Coronary angioplasty is a coronary artery disease treatment used to open coronary arteries blocked by a buildup of plaque, or fatty material. Plaque in the arteries may develop in childhood and continue to thicken in the adult years. This thickening, called atherosclerosis, narrows the space through which blood can flow and decreases the amount of blood reaching the heart.
Balloon angioplasty – a balloon is inflated in the blocked artery to compress the plaque and increase blood flow. The balloon is then deflated and removed from the artery.
Coronary artery stent – a tiny coil is expanded inside the artery after balloon angioplasty to keep the artery open.
Bare metal stent – a tiny metal coil is placed and absorbed into the wall of the coronary artery over a period of time.
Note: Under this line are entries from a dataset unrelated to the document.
//! Tabula's orchestration layer.
//!
//! One facade, [`TabulaEngine`], covers the whole template lifecycle:
//! importing a template workbook to discover an organization's schema,
//! validating and ingesting data files against it on a bounded worker
//! pool, answering progress polls while a batch runs, and projecting
//! stored records back out as workbooks shaped like the template.
//!
//! Ingestion is asynchronous by default: [`TabulaEngine::ingest`] returns
//! as soon as the batch row is durable and the job is queued, and callers
//! follow the run through [`TabulaEngine::progress`]. Everything a batch
//! does after that point lands in storage, so a crashed poller can always
//! fall back to the batch row.

use std::path::{Path, PathBuf};

use chrono::{DateTime, Utc};
use rand::Rng;
use serde::{Deserialize, Serialize};
use uuid::Uuid;

use tabula_model::{
    BatchStatus, DataRecord, FieldSchema, FieldValue, FileValidationReport, ProgressSnapshot,
    RequiredFieldRule, RuleScope, UploadBatch,
};
use tabula_storage::{Storage, TemplateMeta};
use tabula_xlsx::{read_sheet_from_bytes, read_sheet_from_path};

mod error;
mod export;
mod extract;
mod pipeline;
mod policy;
mod preflight;
mod progress;
mod queue;
mod resolve;

pub use error::{EngineError, Result};
pub use pipeline::ValidationMode;
pub use policy::{BoundRule, EffectivePolicy};
pub use preflight::SheetRow;
pub use progress::{ProgressConfig, ProgressStore};
pub use queue::{Job, PoolConfig, WorkerPool};
pub use resolve::{display_name, FieldResolver};

use pipeline::{JobSource, PipelineRun};

/// Tuning knobs for the facade. The defaults match a small server
/// deployment and every size clamps to at least one.
#[derive(Debug, Clone)]
pub struct EngineConfig {
    /// Rows per storage flush during ingestion. Default: 100.
    pub flush_every: u32,
    pub pool: PoolConfig,
    pub progress: ProgressConfig,
}

impl Default for EngineConfig {
    fn default() -> Self {
        EngineConfig {
            flush_every: 100,
            pool: PoolConfig::default(),
            progress: ProgressConfig::default(),
        }
    }
}

/// Options for importing a template workbook.
#[derive(Debug, Clone)]
pub struct TemplateOptions {
    /// Depth of the header band in rows. Default: 4.
    pub header_rows: u32,
    /// First data row, 0-based. Defaults to the row after the band.
    pub data_start_row: Option<u32>,
    /// Name the file had on the uploader's machine.
    pub original_filename: Option<String>,
}

impl Default for TemplateOptions {
    fn default() -> Self {
        TemplateOptions {
            header_rows: 4,
            data_start_row: None,
            original_filename: None,
        }
    }
}

/// Source of an upload.
#[derive(Debug, Clone)]
pub enum IngestSource {
    Bytes(Vec<u8>),
    Path(PathBuf),
}

/// What to ingest and how to judge it.
#[derive(Debug, Clone)]
pub struct IngestRequest {
    pub template_id: Uuid,
    pub organization_id: Uuid,
    pub principal_id: Uuid,
    pub mode: ValidationMode,
    /// Drop the scope's prior records before storing the new ones.
    pub replace_existing: bool,
    pub original_filename: Option<String>,
}

/// Returned once a batch is durable and its job is queued.
#[derive(Debug, Clone, PartialEq, Eq, Serialize, Deserialize)]
pub struct BatchHandle {
    pub batch_id: Uuid,
    pub upload_no: String,
}

pub struct TabulaEngine {
    storage: Storage,
    progress: ProgressStore,
    pool: Option<WorkerPool>,
    flush_every: u32,
}

impl TabulaEngine {
    /// Build an engine over `storage`.
    ///
    /// Worker tasks spawn on the current tokio runtime when one exists;
    /// without a runtime every ingestion runs on the submitting thread
    /// instead of being queued.
    pub fn new(storage: Storage, mut config: EngineConfig) -> Self {
        config.flush_every = config.flush_every.max(1);
        let pool = tokio::runtime::Handle::try_current()
            .ok()
            .map(|_| WorkerPool::spawn(config.pool.clone()));
        TabulaEngine {
            storage,
            progress: ProgressStore::new(config.progress),
            pool,
            flush_every: config.flush_every,
        }
    }

    pub fn storage(&self) -> &Storage {
        &self.storage
    }

    pub fn progress_store(&self) -> &ProgressStore {
        &self.progress
    }

    /// Discover and install an organization's schema from a template
    /// workbook.
    ///
    /// The schema entries and the captured header band replace whatever
    /// the template had before, and earlier templates of the organization
    /// are retired so this one becomes current.
    pub fn import_template(
        &self,
        bytes: &[u8],
        organization_id: Uuid,
        name: &str,
        options: TemplateOptions,
    ) -> Result<Uuid> {
        let sheet = read_sheet_from_bytes(bytes)?;
        let header_rows = options.header_rows.max(1);
        let data_start_row = options.data_start_row.unwrap_or(header_rows);

        let template = self.storage.create_template(
            organization_id,
            name,
            options.original_filename.as_deref(),
            header_rows,
            data_start_row,
        )?;
        let fields = extract::extract_schema(&sheet, template.id, header_rows);
        let (styles, merges) = extract::capture_header(&sheet, data_start_row)?;
        self.storage
            .install_template_artifacts(template.id, &fields, &styles, &merges)?;
        self.storage
            .retire_prior_templates(organization_id, template.id)?;

        log::info!(
            "template {} ({name}): {} fields discovered, {} header cells captured",
            template.id,
            fields.len(),
            styles.len()
        );
        Ok(template.id)
    }

    /// The organization's current template, if it has one.
    pub fn latest_template(&self, organization_id: Uuid) -> Result<Option<TemplateMeta>> {
        Ok(self.storage.latest_template_for_org(organization_id)?)
    }

    /// Load a template's live schema.
    pub fn load_schema(&self, template_id: Uuid) -> Result<FieldSchema> {
        let template = self.storage.get_template(template_id)?;
        let fields = self.storage.schema_fields(template_id)?;
        if fields.is_empty() {
            return Err(EngineError::SchemaNotFound(template_id));
        }
        Ok(FieldSchema {
            template_id,
            header_rows: template.header_rows,
            data_start_row: template.data_start_row,
            fields,
        })
    }

    /// Judge a whole file against the template's required-field policy
    /// without touching any stored data.
    pub fn validate_file(&self, bytes: &[u8], template_id: Uuid) -> Result<FileValidationReport> {
        let schema = self.load_schema(template_id)?;
        let policy = self.effective_policy(&schema)?;
        let sheet = read_sheet_from_bytes(bytes)?;
        preflight::validate_sheet(&sheet, &schema, &policy)
    }

    /// Start ingesting an upload.
    ///
    /// Returns once the batch row is durable and the job is queued (or,
    /// under back-pressure, already executed inline). In strict mode the
    /// file is validated up front: a single invalid row rejects it with
    /// [`EngineError::FileValidationFailed`], the batch is closed as
    /// failed for the audit trail, and no record data is touched.
    ///
    /// Rows flushed before a mid-run failure stay committed; the batch
    /// row's counters always say how many.
    pub fn ingest(&self, source: IngestSource, request: IngestRequest) -> Result<BatchHandle> {
        let schema = self.load_schema(request.template_id)?;
        let policy = self.effective_policy(&schema)?;

        let job_source = match source {
            IngestSource::Bytes(bytes) => JobSource::Bytes(bytes),
            IngestSource::Path(path) => JobSource::WorkingCopy(stage_working_copy(&path)?),
        };
        let working_copy = match &job_source {
            JobSource::WorkingCopy(path) => Some(path.clone()),
            JobSource::Bytes(_) => None,
        };

        let dispatched = self.dispatch(request, schema, policy, job_source);
        if dispatched.is_err() {
            // The job never took ownership, so the copy goes here.
            if let Some(path) = &working_copy {
                remove_working_copy(path);
            }
        }
        dispatched
    }

    fn dispatch(
        &self,
        request: IngestRequest,
        schema: FieldSchema,
        policy: EffectivePolicy,
        job_source: JobSource,
    ) -> Result<BatchHandle> {
        let now = Utc::now();
        let batch = UploadBatch {
            id: Uuid::new_v4(),
            upload_no: upload_no(now),
            organization_id: request.organization_id,
            principal_id: request.principal_id,
            template_id: request.template_id,
            source_file: match &job_source {
                JobSource::WorkingCopy(path) => Some(path.to_string_lossy().into_owned()),
                JobSource::Bytes(_) => None,
            },
            original_filename: request.original_filename.clone(),
            total_rows: 0,
            success_rows: 0,
            failed_rows: 0,
            status: BatchStatus::Pending,
            error_message: None,
            replaced_records: 0,
            superseded: false,
            started_at: now,
            completed_at: None,
        };
        self.storage.insert_batch(&batch)?;

        if request.mode == ValidationMode::Strict {
            let sheet = match &job_source {
                JobSource::Bytes(bytes) => read_sheet_from_bytes(bytes)?,
                JobSource::WorkingCopy(path) => read_sheet_from_path(path)?,
            };
            let report = preflight::validate_sheet(&sheet, &schema, &policy)?;
            if !report.can_proceed {
                let err = EngineError::FileValidationFailed { report };
                self.storage.complete_batch(
                    batch.id,
                    BatchStatus::Failed,
                    0,
                    0,
                    Some(&err.to_string()),
                )?;
                log::info!("batch {} ({}): rejected by pre-flight", batch.id, batch.upload_no);
                return Err(err);
            }
        }

        self.storage
            .set_batch_status(batch.id, BatchStatus::Processing)?;
        self.progress.insert(ProgressSnapshot::started(batch.id, 0));

        let run = PipelineRun::new(
            self.storage.clone(),
            self.progress.clone(),
            &batch,
            schema,
            policy,
            request.mode,
            request.replace_existing,
            job_source,
            self.flush_every,
        );
        let job: Job = Box::new(move || run.run());
        match &self.pool {
            Some(pool) => pool.submit(job),
            None => job(),
        }
        log::debug!("batch {} ({}): queued", batch.id, batch.upload_no);

        Ok(BatchHandle {
            batch_id: batch.id,
            upload_no: batch.upload_no,
        })
    }

    /// Live progress of a batch.
    ///
    /// Served from the in-memory store while the snapshot is fresh; once
    /// it ages out the batch row answers instead, with the same shape.
    pub fn progress(&self, batch_id: Uuid) -> Result<ProgressSnapshot> {
        if let Some(snapshot) = self.progress.get(batch_id) {
            return Ok(snapshot);
        }
        let batch = self.storage.get_batch(batch_id)?;
        Ok(ProgressSnapshot::from_batch(&batch))
    }

    /// Upload history of a principal within an organization, newest
    /// first.
    pub fn list_batches(&self, organization_id: Uuid, principal_id: Uuid) -> Result<Vec<UploadBatch>> {
        Ok(self.storage.list_batches(organization_id, principal_id)?)
    }

    /// Export specific records as a workbook shaped like the template.
    pub fn export_records(&self, template_id: Uuid, record_ids: &[Uuid]) -> Result<Vec<u8>> {
        let records = self.storage.records_by_ids(record_ids)?;
        self.export_workbook(template_id, &records)
    }

    /// Export the organization's live snapshot: every principal's latest
    /// rows, grouped per principal.
    pub fn export_latest(&self, template_id: Uuid, organization_id: Uuid) -> Result<Vec<u8>> {
        let records = self
            .storage
            .latest_records_for_org(organization_id, template_id)?;
        self.export_workbook(template_id, &records)
    }

    fn export_workbook(
        &self,
        template_id: Uuid,
        records: &[(DataRecord, Vec<FieldValue>)],
    ) -> Result<Vec<u8>> {
        let template = self.storage.get_template(template_id)?;
        let schema = self.load_schema(template_id)?;
        let header = self.storage.template_styles(template_id)?;
        let merges = self.storage.template_merges(template_id)?;
        export::write_workbook(&template.name, &schema, &header, &merges, records)
    }

    /// Install or update a user-scope required-field rule.
    pub fn upsert_rule(
        &self,
        template_id: Uuid,
        field_name: &str,
        required: bool,
        message: Option<&str>,
    ) -> Result<()> {
        let rule = RequiredFieldRule::new(
            template_id,
            field_name,
            required,
            message.map(str::to_string),
            RuleScope::User,
        );
        self.storage.upsert_rule(&rule)?;
        Ok(())
    }

    /// Soft-delete a rule. `false` when no live rule matched.
    pub fn delete_rule(&self, template_id: Uuid, field_name: &str) -> Result<bool> {
        Ok(self.storage.soft_delete_rule(template_id, field_name)?)
    }

    /// Replace the template's live rules wholesale.
    pub fn replace_rules(&self, template_id: Uuid, rules: &[RequiredFieldRule]) -> Result<()> {
        Ok(self.storage.replace_rules(template_id, rules)?)
    }

    /// The template's live rules, by field name.
    pub fn list_rules(&self, template_id: Uuid) -> Result<Vec<RequiredFieldRule>> {
        Ok(self.storage.active_rules(template_id)?)
    }

    /// Install system-scope defaults for fields that have no live rule
    /// yet. Returns how many were installed.
    pub fn seed_system_rules(&self, template_id: Uuid, field_names: &[&str]) -> Result<u64> {
        let rules: Vec<RequiredFieldRule> = field_names
            .iter()
            .map(|name| RequiredFieldRule::new(template_id, *name, true, None, RuleScope::System))
            .collect();
        Ok(self.storage.seed_rules(&rules)?)
    }

    fn effective_policy(&self, schema: &FieldSchema) -> Result<EffectivePolicy> {
        let rules = self.storage.active_rules(schema.template_id)?;
        Ok(EffectivePolicy::bind(&rules, schema))
    }

    /// Close the job queue and wait for in-flight ingestions to finish.
    pub async fn shutdown(&mut self) {
        if let Some(pool) = self.pool.take() {
            pool.shutdown().await;
        }
    }
}

/// Audit number of a batch: `UPLOAD_<yyyyMMdd>_<HHmmss>_<NNN>`.
fn upload_no(now: DateTime<Utc>) -> String {
    let suffix: u16 = rand::thread_rng().gen_range(0..1000);
    format!("UPLOAD_{}_{suffix:03}", now.format("%Y%m%d_%H%M%S"))
}

/// Copy the upload to a private working file the job will own.
fn stage_working_copy(path: &Path) -> Result<PathBuf> {
    let staged = tempfile::NamedTempFile::new()?;
    std::fs::copy(path, staged.path())?;
    let (_file, staged_path) = staged.keep().map_err(|err| EngineError::Io(err.error))?;
    Ok(staged_path)
}

fn remove_working_copy(path: &Path) {
    if let Err(err) = std::fs::remove_file(path) {
        log::warn!("working copy {} not removed: {err}", path.display());
    }
}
Drug-eluting stent – a bare metal stent covered with medication to prevent re-narrowing in the artery.
Atherectomy – the blocked part of the artery is cut away by a tiny device on the end of a catheter.
Since coronary angioplasty often greatly improves blood flow through the coronary arteries and the heart, it may help patients avoid the need for coronary artery bypass surgery, or CABG surgery, a much more invasive procedure.
Patients in need of coronary angioplasty and other artery disease treatment procedures will find expert and compassionate care at the Shapiro Cardiovascular Center at Brigham and Women's Hospital in Boston.
The Center's Cardiovascular Medicine division is equipped with robotics and sophisticated imaging equipment for innovative and interventional procedures. Coronary angioplasty and many other procedures are performed in a seamless, coordinated environment, allowing better collaboration between the team of specialists and staff. The Carl J. and Ruth Shapiro Cardiovascular Center at Brigham and Women's Hospital is one of the most advanced centers of its kind in New England. With state-of-the art technology and a robust research program, the Center provides comprehensive and innovative care for patients with coronary artery disease, including coronary angioplasty.
Alternatives to coronary angioplasty
In addition to coronary angioplasty, physicians may recommend a variety of other treatment methods, including:
Modifying the behaviors and conditions that increase risk factors, including smoking, poor dietary habits, and lack of exercise.
Medications such as antiplatelet medications (to decrease the ability of platelets in the blood to stick together and cause clots), anticoagulants or blood thinners, antihyperlipidemics to lower lipids (fats) in the blood, antihypertensives to lower blood pressure, and additional drugs to relieve angina and improve heart function.
Coronary disease surgery, including coronary artery bypass surgery, which routes blood around a blockage in the artery, and a number of other surgeries for patients with more complex artery disease.